» Work request
Transcribe the listing word for word. Begin at its first line and end with the line containing "const LINEAR_URLS: &[&str]".

::::

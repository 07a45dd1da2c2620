//! Static registry of URL and identifier patterns per platform.

use std::collections::BTreeMap;

use regex::Regex;

use super::Platform;

// Trailing `(?:[/?#].*)?` lets URLs carry slugs, query strings and fragments.
const JIRA_URLS: &[&str] = &[
  r"(?i)^https?://(?P<host>[^/\s]+)/browse/(?P<key>[A-Z][A-Z0-9_]+-\d+)(?:[/?#].*)?$",
  r"(?i)^https?://(?P<host>[^/\s]+)/\S*[?&]selectedIssue=(?P<key>[A-Z][A-Z0-9_]+-\d+)(?:&.*)?$",
];
const JIRA_IDS: &[&str] = &[r"^(?P<key>[A-Za-z][A-Za-z0-9_]+-\d+)$"];

const LINEAR_URLS: &[&str] = &[
  r"(?i)^https?://linear\.app/(?P<workspace>[\w-]+)/issue/(?P<key>[A-Z][A-Z0-9]*-\d+)(?:[/?#].*)?$",
];
const LINEAR_IDS: &[&str] = &[r"^(?P<key>[A-Za-z][A-Za-z0-9]*-\d+)$"];

const GITHUB_URLS: &[&str] = &[
  r"(?i)^https?://(?:www\.)?github\.com/(?P<owner>[\w.-]+)/(?P<repo>[\w.-]+)/(?P<kind>issues|pull)/(?P<number>\d+)(?:[/?#].*)?$",
];
const GITHUB_IDS: &[&str] = &[r"^(?P<owner>[\w.-]+)/(?P<repo>[\w.-]+)#(?P<number>\d+)$"];

const AZURE_DEVOPS_URLS: &[&str] = &[
  r"(?i)^https?://dev\.azure\.com/(?P<org>[^/\s]+)/(?P<project>[^/\s]+)/_workitems/edit/(?P<number>\d+)(?:[/?#].*)?$",
  r"(?i)^https?://(?P<org>[\w-]+)\.visualstudio\.com/(?P<project>[^/\s]+)/_workitems/edit/(?P<number>\d+)(?:[/?#].*)?$",
];
const AZURE_DEVOPS_IDS: &[&str] = &[r"(?i)^AB#(?P<number>\d+)$"];

const MONDAY_URLS: &[&str] = &[
  r"(?i)^https?://(?P<account>[\w-]+)\.monday\.com/boards/(?P<board>\d+)(?:/views/\d+)?/pulses/(?P<item>\d+)(?:[/?#].*)?$",
];

const TRELLO_URLS: &[&str] =
  &[r"(?i)^https?://(?:www\.)?trello\.com/c/(?P<short_link>[A-Za-z0-9]{8})(?:[/?#].*)?$"];

/// Built-in pattern sources for a platform: (url patterns, id patterns).
pub fn builtin_sources(platform: Platform) -> (&'static [&'static str], &'static [&'static str]) {
  match platform {
    Platform::Jira => (JIRA_URLS, JIRA_IDS),
    Platform::Linear => (LINEAR_URLS, LINEAR_IDS),
    Platform::Github => (GITHUB_URLS, GITHUB_IDS),
    Platform::AzureDevops => (AZURE_DEVOPS_URLS, AZURE_DEVOPS_IDS),
    Platform::Monday => (MONDAY_URLS, &[]),
    Platform::Trello => (TRELLO_URLS, &[]),
  }
}

/// Compiled recognition patterns for a single platform.
#[derive(Debug, Clone)]
pub struct PlatformPatterns {
  platform: Platform,
  url_patterns: Vec<Regex>,
  id_patterns: Vec<Regex>,
}

impl PlatformPatterns {
  pub fn new(platform: Platform, urls: &[&str], ids: &[&str]) -> Result<Self, regex::Error> {
    Ok(Self {
      platform,
      url_patterns: urls.iter().map(|p| Regex::new(p)).collect::<Result<_, _>>()?,
      id_patterns: ids.iter().map(|p| Regex::new(p)).collect::<Result<_, _>>()?,
    })
  }

  /// Patterns shipped with tix for `platform`.
  pub fn builtin(platform: Platform) -> Result<Self, regex::Error> {
    let (urls, ids) = builtin_sources(platform);
    Self::new(platform, urls, ids)
  }

  pub fn platform(&self) -> Platform {
    self.platform
  }

  /// Named captures of the first URL pattern matching `input`.
  pub fn match_url(&self, input: &str) -> Option<BTreeMap<String, String>> {
    first_capture(&self.url_patterns, input)
  }

  /// Named captures of the first bare-identifier pattern matching `input`.
  pub fn match_id(&self, input: &str) -> Option<BTreeMap<String, String>> {
    first_capture(&self.id_patterns, input)
  }

  /// URL patterns first, then identifier patterns.
  pub fn capture(&self, input: &str) -> Option<BTreeMap<String, String>> {
    let input = input.trim();
    self.match_url(input).or_else(|| self.match_id(input))
  }
}

fn first_capture(patterns: &[Regex], input: &str) -> Option<BTreeMap<String, String>> {
  patterns.iter().find_map(|re| {
    let caps = re.captures(input)?;
    Some(
      re.capture_names()
        .flatten()
        .filter_map(|name| {
          caps
            .name(name)
            .map(|m| (name.to_string(), m.as_str().to_string()))
        })
        .collect(),
    )
  })
}

/// Ordered registry of platform patterns. Order is registration order and is
/// the order detection results are reported in.
#[derive(Debug, Clone, Default)]
pub struct PlatformCatalog {
  entries: Vec<PlatformPatterns>,
}

impl PlatformCatalog {
  /// An empty catalog.
  pub fn new() -> Self {
    Self::default()
  }

  /// Catalog with every built-in platform registered.
  pub fn builtin() -> Result<Self, regex::Error> {
    let mut catalog = Self::new();
    for platform in Platform::ALL {
      let (urls, ids) = builtin_sources(platform);
      catalog.register(platform, urls, ids)?;
    }
    Ok(catalog)
  }

  /// Register (or replace, keeping its position) the patterns for `platform`.
  pub fn register(
    &mut self,
    platform: Platform,
    urls: &[&str],
    ids: &[&str],
  ) -> Result<(), regex::Error> {
    let patterns = PlatformPatterns::new(platform, urls, ids)?;
    match self.entries.iter_mut().find(|e| e.platform == platform) {
      Some(existing) => *existing = patterns,
      None => self.entries.push(patterns),
    }
    Ok(())
  }

  pub fn patterns(&self, platform: Platform) -> Option<&PlatformPatterns> {
    self.entries.iter().find(|e| e.platform == platform)
  }

  pub fn iter(&self) -> impl Iterator<Item = &PlatformPatterns> {
    self.entries.iter()
  }

  pub fn platforms(&self) -> Vec<Platform> {
    self.entries.iter().map(|e| e.platform).collect()
  }
}
mod cache;
mod config;
mod disambiguate;
mod error;
mod fetch;
mod logging;
mod platform;
mod provider;
mod service;
mod ticket;

#[cfg(test)]
mod testing;

use std::io::IsTerminal;
use std::path::PathBuf;
use std::sync::Arc;
use std::time::Duration;

use clap::{Parser, Subcommand};
use color_eyre::{eyre::eyre, Result};
use serde::Serialize;

use crate::cache::{CacheSource, MemoryCache, NoopCache, SqliteStorage, TicketCache};
use crate::config::{CacheBackend, Config, FetcherKind};
use crate::disambiguate::{Disambiguator, PromptDisambiguator, RefuseDisambiguator};
use crate::fetch::{AgentFetcher, DirectApiFetcher, FetchStrategy, TicketFetcher};
use crate::platform::{Platform, PlatformCatalog, PlatformDetector};
use crate::provider::ProviderRegistry;
use crate::service::{GetOptions, TicketService};
use crate::ticket::GenericTicket;

#[derive(Parser, Debug)]
#[command(name = "tix")]
#[command(about = "Fetch and cache tickets from Jira, Linear, GitHub, Azure DevOps, Monday and Trello")]
#[command(version)]
struct Args {
  /// Path to config file (default: $XDG_CONFIG_HOME/tix/config.yaml)
  #[arg(short, long, global = true)]
  config: Option<PathBuf>,

  /// Mirror logs to stderr
  #[arg(short, long, global = true)]
  verbose: bool,

  /// Fail on ambiguous input instead of prompting
  #[arg(long, global = true)]
  non_interactive: bool,

  /// Neither read nor write the ticket cache
  #[arg(long, global = true)]
  no_cache: bool,

  #[command(subcommand)]
  command: Command,
}

#[derive(Subcommand, Debug)]
enum Command {
  /// Fetch a ticket by URL or identifier
  Get {
    input: String,
    /// Platform to use instead of detecting one
    #[arg(short, long)]
    platform: Option<Platform>,
    /// Ignore the cached copy
    #[arg(long)]
    refresh: bool,
    /// Per-attempt fetch timeout in seconds
    #[arg(long)]
    timeout: Option<u64>,
    /// Print the normalized ticket as JSON
    #[arg(long)]
    json: bool,
  },
  /// Drop the cached copy of a ticket
  Invalidate {
    input: String,
    #[arg(short, long)]
    platform: Option<Platform>,
  },
  /// Clear the cache, or only one platform's entries
  Clear {
    #[arg(short, long)]
    platform: Option<Platform>,
  },
  /// Show which platforms an input could refer to
  Detect { input: String },
  /// Inspect the ticket cache
  Cache {
    #[command(subcommand)]
    command: CacheCommand,
  },
  /// Print the suggested git branch name for a ticket
  Branch {
    input: String,
    #[arg(short, long)]
    platform: Option<Platform>,
  },
}

#[derive(Subcommand, Debug)]
enum CacheCommand {
  /// List live cache entries, least recently used first
  List,
  /// Show the cached entry for a ticket without fetching it
  Show {
    input: String,
    #[arg(short, long)]
    platform: Option<Platform>,
  },
}

#[tokio::main]
async fn main() -> Result<()> {
  color_eyre::install()?;

  let args = Args::parse();
  let _log_guard = logging::init(args.verbose)?;

  let config = Config::load(args.config.as_deref())?;
  let service = build_service(&config, &args)?;

  match args.command {
    Command::Get {
      input,
      platform,
      refresh,
      timeout,
      json,
    } => {
      let options = GetOptions {
        hint: platform,
        refresh,
        timeout: timeout.map(Duration::from_secs),
      };
      let result = service.get_ticket_with(&input, &options).await?;
      if json {
        println!(
          "{}",
          serde_json::to_string_pretty(&result.data).map_err(|e| eyre!("Failed to serialize ticket: {}", e))?
        );
      } else {
        print_ticket(&result.data, result.source);
      }
    }
    Command::Invalidate { input, platform } => {
      let key = service.invalidate(&input, platform).await?;
      println!("Invalidated {}", key);
    }
    Command::Clear { platform } => {
      service.clear_cache(platform);
      match platform {
        Some(platform) => println!("Cleared cached {} tickets", platform),
        None => println!("Cleared ticket cache"),
      }
    }
    Command::Detect { input } => {
      let detections = service.detect(&input);
      if detections.is_empty() {
        let known: Vec<String> = service.platforms().iter().map(Platform::to_string).collect();
        println!("No platform recognizes '{}' (known: {})", input.trim(), known.join(", "));
      }
      for detection in detections {
        let fields: Vec<String> = detection
          .fields
          .iter()
          .map(|(k, v)| format!("{}={}", k, v))
          .collect();
        println!(
          "{:<13} {:<4} {}",
          detection.platform,
          if detection.from_url { "url" } else { "id" },
          fields.join(" ")
        );
      }
    }
    Command::Cache {
      command: CacheCommand::List,
    } => {
      let entries = service.cached_entries();
      if entries.is_empty() {
        println!("Cache is empty");
      }
      for entry in entries {
        println!(
          "{:<32} expires {}  {}",
          entry.key().to_string(),
          entry.expires_at.format("%Y-%m-%d %H:%M:%S"),
          entry.ticket.title()
        );
      }
    }
    Command::Cache {
      command: CacheCommand::Show { input, platform },
    } => match service.peek(&input, platform).await? {
      Some(entry) => {
        print_ticket(&entry.ticket, CacheSource::Cache);
        println!("Cached:   {}", entry.cached_at.format("%Y-%m-%d %H:%M:%S"));
        println!("Expires:  {}", entry.expires_at.format("%Y-%m-%d %H:%M:%S"));
        if let Some(validator) = entry.validator {
          println!("ETag:     {}", validator);
        }
      }
      None => println!("Not cached"),
    },
    Command::Branch { input, platform } => {
      let ticket = service.get_ticket(&input, platform).await?;
      println!("{}", ticket.branch_name());
    }
  }

  Ok(())
}

fn build_service(config: &Config, args: &Args) -> Result<TicketService> {
  let catalog = PlatformCatalog::builtin().map_err(|e| eyre!("Invalid platform pattern: {}", e))?;
  let providers =
    Arc::new(ProviderRegistry::from_catalog(&catalog).map_err(|e| eyre!("Invalid platform pattern: {}", e))?);

  let ttl = config.cache.ttl();
  let cache: Arc<dyn TicketCache> = match config.cache.backend {
    _ if args.no_cache => Arc::new(NoopCache),
    CacheBackend::None => Arc::new(NoopCache),
    CacheBackend::Memory => Arc::new(MemoryCache::new(ttl, config.cache.max_entries)),
    CacheBackend::Sqlite => Arc::new(SqliteStorage::open(
      config.cache.path.as_deref(),
      ttl,
      config.cache.max_entries,
    )?),
  };

  let strategy = FetchStrategy::new(
    fetcher(config.fetch.primary, config, &providers)?,
    fetcher(config.fetch.fallback, config, &providers)?,
  );

  let disambiguator: Arc<dyn Disambiguator> = if args.non_interactive || !std::io::stdin().is_terminal() {
    Arc::new(RefuseDisambiguator)
  } else {
    Arc::new(PromptDisambiguator)
  };

  Ok(
    TicketService::builder(PlatformDetector::new(Arc::new(catalog)), providers, cache, strategy)
      .disambiguator(disambiguator)
      .default_platform(config.default_platform)
      .ttl(ttl)
      .build(),
  )
}

fn fetcher(
  kind: FetcherKind,
  config: &Config,
  providers: &Arc<ProviderRegistry>,
) -> Result<Option<Arc<dyn TicketFetcher>>> {
  let fetcher: Arc<dyn TicketFetcher> = match kind {
    FetcherKind::Direct => Arc::new(DirectApiFetcher::new(config)?),
    FetcherKind::Agent => Arc::new(
      AgentFetcher::new(config.agent.command.clone(), config.agent.args.clone(), providers.clone())
        .with_timeout(config.fetch.timeout()),
    ),
    FetcherKind::None => return Ok(None),
  };
  Ok(Some(fetcher))
}

fn print_ticket(ticket: &GenericTicket, source: CacheSource) {
  println!("{}  {}", ticket.id(), ticket.title());
  println!(
    "{} | {} | {}",
    ticket.platform(),
    wire_name(&ticket.status()),
    wire_name(&ticket.ticket_type())
  );
  if !ticket.url().is_empty() {
    println!("URL:      {}", ticket.url());
  }
  if let Some(assignee) = ticket.assignee() {
    println!("Assignee: {}", assignee);
  }
  if !ticket.labels().is_empty() {
    println!("Labels:   {}", ticket.labels().join(", "));
  }
  println!("Branch:   {}", ticket.branch_name());
  if !ticket.description().is_empty() {
    println!();
    println!("{}", ticket.description());
  }
  println!();
  println!("({})", wire_name(&source));
}

/// The serde name of a unit enum variant (`IN_PROGRESS`, `cache`).
fn wire_name<T: Serialize>(value: &T) -> String {
  match serde_json::to_value(value) {
    Ok(serde_json::Value::String(s)) => s,
    _ => String::new(),
  }
}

::::

» Task result
repository 07a45dd1da2c2620
//! Static registry of URL and identifier patterns per platform.

use std::collections::BTreeMap;

use regex::Regex;

use super::Platform;

// Trailing `(?:[/?#].*)?` lets URLs carry slugs, query strings and fragments.
const JIRA_URLS: &[&str] = &[
  r"(?i)^https?://(?P<host>[^/\s]+)/browse/(?P<key>[A-Z][A-Z0-9_]+-\d+)(?:[/?#].*)?$",
  r"(?i)^https?://(?P<host>[^/\s]+)/\S*[?&]selectedIssue=(?P<key>[A-Z][A-Z0-9_]+-\d+)(?:&.*)?$",
];
const JIRA_IDS: &[&str] = &[r"^(?P<key>[A-Za-z][A-Za-z0-9_]+-\d+)$"];

const LINEAR_URLS: &[&str] = &[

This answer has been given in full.